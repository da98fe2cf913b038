//! Operator CLI for encrypted wars.
//!
//! Usage:
//!   encwars --config player.yaml start
//!   encwars --config player.yaml play --card 1
//!   encwars --config player.yaml cards

use anyhow::{Context, Result};
use clap::{Parser, Subcommand};
use commonware_utils::hex;
use encwars_client::{
    config::{Config, ValidatedConfig},
    Client, Decryptor, Game, HttpOracle, LocalCredential, Reveal, RetryPolicy,
};
use encwars_types::Event;
use std::path::PathBuf;
use tracing::debug;

#[derive(Parser, Debug)]
#[command(author, version, about = "Play encrypted wars against a ledger")]
struct Args {
    /// Path to the YAML config file.
    #[arg(short, long)]
    config: PathBuf,

    /// Overrides `ledger_url` from the config file.
    #[arg(long)]
    ledger_url: Option<String>,

    /// Overrides `oracle_url` from the config file.
    #[arg(long)]
    oracle_url: Option<String>,

    /// Overrides `log_level` from the config file.
    #[arg(long)]
    log_level: Option<String>,

    #[command(subcommand)]
    command: Command,
}

#[derive(Subcommand, Debug, PartialEq, Eq)]
enum Command {
    /// Print the ledger address.
    Address,
    /// Start (or restart) a game.
    Start,
    /// Play one of your cards.
    Play {
        #[arg(long, value_parser = clap::value_parser!(u8).range(0..=2))]
        card: u8,
    },
    /// Reveal your cards.
    Cards,
    /// Reveal the system card of a played round.
    System {
        #[arg(long, value_parser = clap::value_parser!(u8).range(0..=2))]
        round: u8,
    },
    /// Reveal your score.
    Score,
    /// Print rounds played, used cards and whether a game is running.
    Meta,
}

fn load_config(args: &Args) -> Result<ValidatedConfig> {
    let contents = std::fs::read_to_string(&args.config)
        .with_context(|| format!("Could not read config file {}", args.config.display()))?;
    let mut config: Config =
        serde_yaml::from_str(&contents).context("Could not parse config file")?;
    if let Some(ledger_url) = &args.ledger_url {
        config.ledger_url = ledger_url.clone();
    }
    if let Some(oracle_url) = &args.oracle_url {
        config.oracle_url = Some(oracle_url.clone());
    }
    if let Some(log_level) = &args.log_level {
        config.log_level = log_level.clone();
    }
    debug!(config = ?config.redacted_debug(), "loaded config");
    Ok(config.validate()?)
}

fn describe(reveal: &Reveal) -> String {
    match reveal {
        Reveal::Unset => "unavailable (start a game first)".to_string(),
        Reveal::Value { handle, cleartext } => format!("{cleartext} (handle {handle})"),
    }
}

fn print_events(events: &[Event]) {
    for event in events {
        match event {
            Event::GameStarted { owner } => println!("game started for {}", hex(owner.as_ref())),
            Event::RoundPlayed {
                index,
                rounds_played,
                ..
            } => println!("played card {index} (round {rounds_played} of 3)"),
        }
    }
}

#[tokio::main]
async fn main() -> Result<()> {
    let args = Args::parse();
    let config = load_config(&args)?;

    tracing_subscriber::fmt()
        .with_max_level(config.log_level)
        .init();

    let retry_policy = RetryPolicy {
        max_attempts: config.max_attempts,
        ..RetryPolicy::default()
    };
    let client = Client::new(&config.ledger_url)?.with_retry_policy(retry_policy.clone());
    if args.command == Command::Address {
        println!("{}", hex(client.address().await?.as_ref()));
        return Ok(());
    }

    let contract = client.address().await?;
    let oracle = HttpOracle::new(&config.oracle_url)?;
    let decryptor = Decryptor::new(LocalCredential::new(config.signer), oracle, contract)
        .with_timeout(config.oracle_timeout)
        .with_retry_policy(retry_policy);
    let game = Game::new(client, decryptor);

    match args.command {
        Command::Address => {}
        Command::Start => {
            let events = game.start().await?;
            print_events(&events);
            println!("game ready: play a card with `play --card <0-2>`");
        }
        Command::Play { card } => {
            let outcome = game.play(card).await?;
            print_events(&outcome.events);
            match &outcome.score {
                Ok(reveal) => println!("score: {}", describe(reveal)),
                Err(err) => println!("score: unavailable ({err}); run `score` to retry"),
            }
            println!("reveal the system card with `system --round {card}`");
        }
        Command::Cards => {
            for (index, reveal) in game.cards().await?.iter().enumerate() {
                println!("card {index}: {}", describe(reveal));
            }
        }
        Command::System { round } => {
            let reveal = game.system_card(round).await?;
            match reveal {
                Reveal::Unset => println!("system card {round}: not drawn yet (play round {round})"),
                reveal => println!("system card {round}: {}", describe(&reveal)),
            }
        }
        Command::Score => {
            let reveal = game.score().await?;
            println!("score: {}", describe(&reveal));
        }
        Command::Meta => {
            let meta = game.meta().await?;
            println!(
                "rounds played: {}, used cards: {:?}, initialized: {}",
                meta.rounds_played, meta.used_cards, meta.initialized
            );
        }
    }
    Ok(())
}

[Work request]
When you answer, retype all of the material exactly as it appears above.

[Answer to this problem]
repository da98fe2cf913b038
//! Operator CLI for encrypted wars.
//!
//! Usage:
//!   encwars --config player.yaml start
//!   encwars --config player.yaml play --card 1
//!   encwars --config player.yaml cards

use anyhow::{Context, Result};
use clap::{Parser, Subcommand};
use commonware_utils::hex;
use encwars_client::{
    config::{Config, ValidatedConfig},
    Client, Decryptor, Game, HttpOracle, LocalCredential, Reveal, RetryPolicy,
};
use encwars_types::Event;
use std::path::PathBuf;
use tracing::debug;

#[derive(Parser, Debug)]
#[command(author, version, about = "Play encrypted wars against a ledger")]
struct Args {
    /// Path to the YAML config file.
    #[arg(short, long)]
    config: PathBuf,

    /// Overrides `ledger_url` from the config file.
    #[arg(long)]
    ledger_url: Option<String>,

    /// Overrides `oracle_url` from the config file.
    #[arg(long)]
    oracle_url: Option<String>,

    /// Overrides `log_level` from the config file.
    #[arg(long)]
    log_level: Option<String>,

    #[command(subcommand)]
    command: Command,
}

#[derive(Subcommand, Debug, PartialEq, Eq)]
enum Command {
    /// Print the ledger address.
    Address,
    /// Start (or restart) a game.
    Start,
    /// Play one of your cards.
    Play {
        #[arg(long, value_parser = clap::value_parser!(u8).range(0..=2))]
        card: u8,
    },
    /// Reveal your cards.
    Cards,
    /// Reveal the system card of a played round.
    System {
        #[arg(long, value_parser = clap::value_parser!(u8).range(0..=2))]
        round: u8,
    },
    /// Reveal your score.
    Score,
    /// Print rounds played, used cards and whether a game is running.
    Meta,
}

fn load_config(args: &Args) -> Result<ValidatedConfig> {
    let contents = std::fs::read_to_string(&args.config)
        .with_context(|| format!("Could not read config file {}", args.config.display()))?;
    let mut config: Config =
        serde_yaml::from_str(&contents).context("Could not parse config file")?;
    if let Some(ledger_url) = &args.ledger_url {
        config.ledger_url = ledger_url.clone();
    }
    if let Some(oracle_url) = &args.oracle_url {
        config.oracle_url = Some(oracle_url.clone());
    }
    if let Some(log_level) = &args.log_level {
        config.log_level = log_level.clone();
    }
    debug!(config = ?config.redacted_debug(), "loaded config");
    Ok(config.validate()?)
}

fn describe(reveal: &Reveal) -> String {
    match reveal {
        Reveal::Unset => "unavailable (start a game first)".to_string(),
        Reveal::Value { handle, cleartext } => format!("{cleartext} (handle {handle})"),
    }
}

fn print_events(events: &[Event]) {
    for event in events {
        match event {
            Event::GameStarted { owner } => println!("game started for {}", hex(owner.as_ref())),
            Event::RoundPlayed {
                index,
                rounds_played,
                ..
            } => println!("played card {index} (round {rounds_played} of 3)"),
        }
    }
}

#[tokio::main]
async fn main() -> Result<()> {
    let args = Args::parse();
    let config = load_config(&args)?;

    tracing_subscriber::fmt()
        .with_max_level(config.log_level)
        .init();

    let retry_policy = RetryPolicy {
        max_attempts: config.max_attempts,
        ..RetryPolicy::default()
    };
    let client = Client::new(&config.ledger_url)?.with_retry_policy(retry_policy.clone());
    if args.command == Command::Address {
        println!("{}", hex(client.address().await?.as_ref()));
        return Ok(());
    }

    let contract = client.address().await?;
    let oracle = HttpOracle::new(&config.oracle_url)?;
    let decryptor = Decryptor::new(LocalCredential::new(config.signer), oracle, contract)
        .with_timeout(config.oracle_timeout)
        .with_retry_policy(retry_policy);
    let game = Game::new(client, decryptor);

    match args.command {
        Command::Address => {}
        Command::Start => {
            let events = game.start().await?;
            print_events(&events);
            println!("game ready: play a card with `play --card <0-2>`");
        }
        Command::Play { card } => {
            let outcome = game.play(card).await?;
            print_events(&outcome.events);
            match &outcome.score {
                Ok(reveal) => println!("score: {}", describe(reveal)),
                Err(err) => println!("score: unavailable ({err}); run `score` to retry"),
            }
            println!("reveal the system card with `system --round {card}`");
        }
        Command::Cards => {
            for (index, reveal) in game.cards().await?.iter().enumerate() {
                println!("card {index}: {}", describe(reveal));
            }
        }
        Command::System { round } => {
            let reveal = game.system_card(round).await?;
            match reveal {
                Reveal::Unset => println!("system card {round}: not drawn yet (play round {round})"),
                reveal => println!("system card {round}: {}", describe(&reveal)),
            }
        }
        Command::Score => {
            let reveal = game.score().await?;
            println!("score: {}", describe(&reveal));
        }
        Command::Meta => {
            let meta = game.meta().await?;
            println!(
                "rounds played: {}, used cards: {:?}, initialized: {}",
                meta.rounds_played, meta.used_cards, meta.initialized
            );
        }
    }
    Ok(())
}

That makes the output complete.